Question

13. A flywheel slows down uniformly from 1200 rpm to 600 rpm in 5 s. Find the number of revolutions made
by the wheel in 5 s. ​

Answer 1

Explanation:

If motor revolving at 1200 rpm slows down uniformly 900 rpm in 2 seconds.

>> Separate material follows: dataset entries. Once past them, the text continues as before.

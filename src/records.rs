use chrono::{DateTime, Utc};
use serde::{Deserialize, Serialize};
use std::collections::HashMap;
use tracing::debug;

/// Review status of an accident record. Overrides applied locally may
/// run ahead of what the backend reflects.
#[derive(Debug, Clone, Copy, PartialEq, Eq, Serialize, Deserialize)]
#[serde(rename_all = "lowercase")]
pub enum RecordStatus {
    New,
    Reviewed,
    Dismissed,
    Resolved,
}

/// Canonical accident record used throughout the client, independent of
/// which backend schema version produced it.
#[derive(Debug, Clone, PartialEq, Serialize, Deserialize)]
pub struct AccidentRecord {
    pub id: String,
    pub occurred_at: DateTime<Utc>,
    pub accident_detected: bool,
    pub confidence: f64,
    pub predicted_class: String,
    pub status: RecordStatus,
    pub camera_label: Option<String>,
}

impl AccidentRecord {
    /// Apply any locally stored status override
    pub fn with_overrides(mut self, overrides: &HashMap<String, RecordStatus>) -> Self {
        if let Some(status) = overrides.get(&self.id) {
            debug!("Applying local status override to record {}", self.id);
            self.status = *status;
        }
        self
    }
}

/// Backend record payload, explicitly tagged by schema version. Each
/// supported version has its own shape and its own adapter into the
/// canonical record — no runtime key guessing.
#[derive(Debug, Clone, Deserialize)]
#[serde(tag = "schema")]
pub enum RecordEnvelope {
    #[serde(rename = "v1")]
    V1(RecordV1),
    #[serde(rename = "v2")]
    V2(RecordV2),
}

/// First-generation flat record shape.
#[derive(Debug, Clone, Deserialize)]
pub struct RecordV1 {
    pub id: String,
    pub timestamp: DateTime<Utc>,
    pub accident: bool,
    pub confidence: f64,
    #[serde(default)]
    pub label: Option<String>,
}

/// Second-generation shape with a nested detection object and explicit
/// status.
#[derive(Debug, Clone, Deserialize)]
pub struct RecordV2 {
    pub record_id: String,
    pub detected_at: DateTime<Utc>,
    pub detection: DetectionV2,
    #[serde(default = "default_status")]
    pub status: RecordStatus,
    #[serde(default)]
    pub camera: Option<String>,
}

#[derive(Debug, Clone, Deserialize)]
pub struct DetectionV2 {
    pub accident_detected: bool,
    pub confidence: f64,
    #[serde(default)]
    pub predicted_class: Option<String>,
}

fn default_status() -> RecordStatus {
    RecordStatus::New
}

impl RecordEnvelope {
    /// Adapt whichever schema version arrived into the canonical form
    pub fn into_record(self) -> AccidentRecord {
        match self {
            RecordEnvelope::V1(v1) => from_v1(v1),
            RecordEnvelope::V2(v2) => from_v2(v2),
        }
    }
}

fn from_v1(record: RecordV1) -> AccidentRecord {
    AccidentRecord {
        id: record.id,
        occurred_at: record.timestamp,
        accident_detected: record.accident,
        confidence: record.confidence,
        predicted_class: record.label.clone().unwrap_or_default(),
        status: RecordStatus::New,
        camera_label: record.label,
    }
}

fn from_v2(record: RecordV2) -> AccidentRecord {
    AccidentRecord {
        id: record.record_id,
        occurred_at: record.detected_at,
        accident_detected: record.detection.accident_detected,
        confidence: record.detection.confidence,
        predicted_class: record.detection.predicted_class.unwrap_or_default(),
        status: record.status,
        camera_label: record.camera,
    }
}

/// Parse one backend record. Unknown or untagged schemas are a parse
/// error surfaced to the caller, not silently guessed at.
pub fn parse_record(text: &str) -> Result<AccidentRecord, serde_json::Error> {
    let envelope: RecordEnvelope = serde_json::from_str(text)?;
    Ok(envelope.into_record())
}

#[cfg(test)]
mod tests {
    use super::*;

    #[test]
    fn test_parse_v1_record() {
        let text = r#"{
            "schema": "v1",
            "id": "rec-1",
            "timestamp": "2024-03-01T08:30:00Z",
            "accident": true,
            "confidence": 0.88,
            "label": "intersection-cam"
        }"#;

        let record = parse_record(text).unwrap();
        assert_eq!(record.id, "rec-1");
        assert!(record.accident_detected);
        assert_eq!(record.status, RecordStatus::New);
        assert_eq!(record.camera_label.as_deref(), Some("intersection-cam"));
    }

    #[test]
    fn test_parse_v2_record() {
        let text = r#"{
            "schema": "v2",
            "record_id": "rec-2",
            "detected_at": "2024-03-02T10:00:00Z",
            "detection": {
                "accident_detected": false,
                "confidence": 0.12,
                "predicted_class": "normal"
            },
            "status": "reviewed",
            "camera": "highway-7"
        }"#;

        let record = parse_record(text).unwrap();
        assert_eq!(record.id, "rec-2");
        assert!(!record.accident_detected);
        assert_eq!(record.status, RecordStatus::Reviewed);
        assert_eq!(record.predicted_class, "normal");
        assert_eq!(record.camera_label.as_deref(), Some("highway-7"));
    }

    #[test]
    fn test_untagged_record_is_an_error() {
        // No schema tag: rejected rather than guessed at
        let text = r#"{"id": "rec-3", "accident": true}"#;
        assert!(parse_record(text).is_err());
    }

    #[test]
    fn test_unknown_schema_is_an_error() {
        let text = r#"{"schema": "v9", "id": "rec-4"}"#;
        assert!(parse_record(text).is_err());
    }

    #[test]
    fn test_status_override_applied() {
        let text = r#"{
            "schema": "v1",
            "id": "rec-5",
            "timestamp": "2024-03-01T08:30:00Z",
            "accident": true,
            "confidence": 0.7
        }"#;

        let mut overrides = HashMap::new();
        overrides.insert("rec-5".to_string(), RecordStatus::Dismissed);

        let record = parse_record(text).unwrap().with_overrides(&overrides);
        assert_eq!(record.status, RecordStatus::Dismissed);
    }
}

Calculate ... α =5πrad/s2. The angle is ... The numbers of revolutions are given as, ... Get Instant Solutions, 24x7.

Answer 2

Answer:

• Revolution made by the flywheel in 5 sec = 50

Explanation:

Given

Initial angular velocity of the Flywheel, $\omega_0$ = 1200 rpm

Final angular velocity of the Flywheel, $\omega$ = 600 rpm

Time taken for the change in velocities, t = 5 s

To find

• The Number of revolutions made by the wheel in 5 sec, n =?

Formula required

Angular acceleration 'a' is given by

$\bf{a = \dfrac{\omega - \omega_0}{t}}$

The Second equation of Angular motion  

$\bf{\Delta \theta = \omega_0 t + \dfrac{1}{2}at^2}$

Where,

a is angular acceleration, $\Delta \theta$ is angular displacement, $\omega_0$ is initial angular velocity, $\omega$ is final angular velocity and t is time taken.

Solution

Let us first convert the velocities given in rpm into rad/s

$\to \omega_0 = 1200\;rpm = 1200\times \dfrac{2\pi}{60}\;rad/s$

$\to \omega_0 = 40\pi\;\;rad/s$

and,

$\to \omega = 600 rpm = 600\times \dfrac{2\pi}{60}\;rad/s$

$\to \omega = 20\pi \;\;rad/s$

Now, calculating the angular acceleration of the flywheel

$\to a = \dfrac{\omega - \omega_0}{t} = \dfrac{ 20\pi - 40\pi}{5}$

$\to a = -4\pi\;\;rad/s^2$

   

Calculating the angular displacement of the flywheel in 5 sec

$\to \Delta \theta = \omega_0 t + \dfrac{1}{2}at^2 = 40\pi \times 5 + \dfrac{1}{2} \times (-4\pi) \times (5)^2$

$\to \Delta \theta = 100\pi\;\;rad$

Now,

since 1 revolution = $2\pi$ rad

therefore,

calculating the number of revolution 'n' made for angular displacement $100\pi$ rad

$\to n = \dfrac{\Delta \theta}{2\pi} = \dfrac{100\pi}{2\pi}$

$\to \boxed{\;\;\bf{ n = 50 }\;\;}$

Therefore,

• Revolution made by the wheel in 5 sec = 50 revolutions.